<<<<

//! Mathematical utilities and type definitions.
//!
//! Poses are stored as homogeneous 4×4 camera-to-world matrices (`Mat4`),
//! which is also the layout written to pose JSON files. Helpers in this
//! module convert between that layout and nalgebra's structured transforms.

use nalgebra::{Isometry3, Matrix3, Matrix4, Point2, Point3, Rotation3, Vector2, Vector3};

/// Scalar type used throughout the library (currently `f64`).
pub type Real = f64;

/// 2D vector with [`Real`] components.
pub type Vec2 = Vector2<Real>;
/// 3D vector with [`Real`] components.
pub type Vec3 = Vector3<Real>;
/// 2D point with [`Real`] coordinates.
pub type Pt2 = Point2<Real>;
/// 3D point with [`Real`] coordinates.
pub type Pt3 = Point3<Real>;
/// 3×3 matrix with [`Real`] entries.
pub type Mat3 = Matrix3<Real>;
/// 4×4 matrix with [`Real`] entries.
pub type Mat4 = Matrix4<Real>;
/// 3D rigid transform (SE(3)) using [`Real`].
pub type Iso3 = Isometry3<Real>;

/// Axis convention flip from computer-vision camera axes (x right, y down,
/// z forward) to OpenGL camera axes (x right, y up, z backward).
pub fn opengl_flip() -> Mat4 {
    Mat4::from_diagonal(&nalgebra::Vector4::new(1.0, -1.0, -1.0, 1.0))
}

/// Homogeneous rotation of `degrees` about the vertical (y) axis.
pub fn rotation_y(degrees: Real) -> Mat4 {
    Rotation3::from_axis_angle(&Vec3::y_axis(), degrees.to_radians()).to_homogeneous()
}

/// Apply a homogeneous 4×4 transform to a 3D point.
///
/// The transform is assumed affine (last row `0 0 0 1`), so no perspective
/// division is performed.
pub fn transform_point(m: &Mat4, p: &Pt3) -> Pt3 {
    let r = m.fixed_view::<3, 3>(0, 0);
    let t = m.fixed_view::<3, 1>(0, 3);
    Pt3::from(r * p.coords + t)
}

/// Build a homogeneous matrix from a rotation, translation and uniform scale
/// applied before the rotation (`p' = s R p + t`).
pub fn similarity_matrix(rotation: &Rotation3<Real>, translation: &Vec3, scale: Real) -> Mat4 {
    let mut m = Mat4::identity();
    m.fixed_view_mut::<3, 3>(0, 0)
        .copy_from(&(rotation.matrix() * scale));
    m.fixed_view_mut::<3, 1>(0, 3).copy_from(translation);
    m
}

/// Camera centre (translation column) of a camera-to-world pose.
pub fn pose_center(pose: &Mat4) -> Pt3 {
    Pt3::new(pose[(0, 3)], pose[(1, 3)], pose[(2, 3)])
}

/// Convert a rigid pose matrix into an isometry.
///
/// The rotation block is re-orthonormalized, so matrices carrying a small
/// amount of numerical drift are accepted.
pub fn mat4_to_iso3(pose: &Mat4) -> Iso3 {
    let r: Mat3 = pose.fixed_view::<3, 3>(0, 0).into_owned();
    let rot = Rotation3::from_matrix(&r);
    Iso3::from_parts(
        nalgebra::Translation3::new(pose[(0, 3)], pose[(1, 3)], pose[(2, 3)]),
        rot.into(),
    )
}

/// Row-major nested array view of a 4×4 matrix, as written to pose JSON.
pub fn mat4_rows(m: &Mat4) -> [[Real; 4]; 4] {
    let mut rows = [[0.0; 4]; 4];
    for (r, row) in rows.iter_mut().enumerate() {
        for (c, v) in row.iter_mut().enumerate() {
            *v = m[(r, c)];
        }
    }
    rows
}

#[cfg(test)]
mod tests {
    use super::*;

    #[test]
    fn rotation_y_180_flips_x_and_z() {
        let r = rotation_y(180.0);
        let p = transform_point(&r, &Pt3::new(1.0, 2.0, 3.0));
        assert!((p.x + 1.0).abs() < 1e-12);
        assert!((p.y - 2.0).abs() < 1e-12);
        assert!((p.z + 3.0).abs() < 1e-12);
    }

    #[test]
    fn similarity_matrix_applies_scale_then_translation() {
        let rot = Rotation3::from_euler_angles(0.0, 0.0, std::f64::consts::FRAC_PI_2);
        let m = similarity_matrix(&rot, &Vec3::new(1.0, 0.0, 0.0), 2.0);
        let p = transform_point(&m, &Pt3::new(1.0, 0.0, 0.0));
        assert!((p - Pt3::new(1.0, 2.0, 0.0)).norm() < 1e-12);
    }

    #[test]
    fn mat4_rows_is_row_major() {
        let mut m = Mat4::identity();
        m[(0, 3)] = 5.0;
        let rows = mat4_rows(&m);
        assert_eq!(rows[0], [1.0, 0.0, 0.0, 5.0]);
        assert_eq!(rows[3], [0.0, 0.0, 0.0, 1.0]);
    }

    #[test]
    fn mat4_to_iso3_roundtrips_rigid_pose() {
        let iso = Iso3::new(Vec3::new(0.1, -0.2, 0.3), Vec3::new(0.2, 0.1, -0.4));
        let back = mat4_to_iso3(&iso.to_homogeneous());
        assert!((back.to_homogeneous() - iso.to_homogeneous()).norm() < 1e-12);
    }
}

>>>>

**EXERCISE REQUIREMENTS**
When you come to the line containing "4×4 matrix with", give it and stop; before that, repeat each line of the material exactly from the first one.

**EXPECTED ANSWER**
//! Mathematical utilities and type definitions.
//!
//! Poses are stored as homogeneous 4×4 camera-to-world matrices (`Mat4`),
//! which is also the layout written to pose JSON files. Helpers in this
//! module convert between that layout and nalgebra's structured transforms.

use nalgebra::{Isometry3, Matrix3, Matrix4, Point2, Point3, Rotation3, Vector2, Vector3};

/// Scalar type used throughout the library (currently `f64`).
pub type Real = f64;

/// 2D vector with [`Real`] components.
pub type Vec2 = Vector2<Real>;
/// 3D vector with [`Real`] components.
pub type Vec3 = Vector3<Real>;
/// 2D point with [`Real`] coordinates.
pub type Pt2 = Point2<Real>;
/// 3D point with [`Real`] coordinates.
pub type Pt3 = Point3<Real>;
/// 3×3 matrix with [`Real`] entries.
pub type Mat3 = Matrix3<Real>;
/// 4×4 matrix with [`Real`] entries.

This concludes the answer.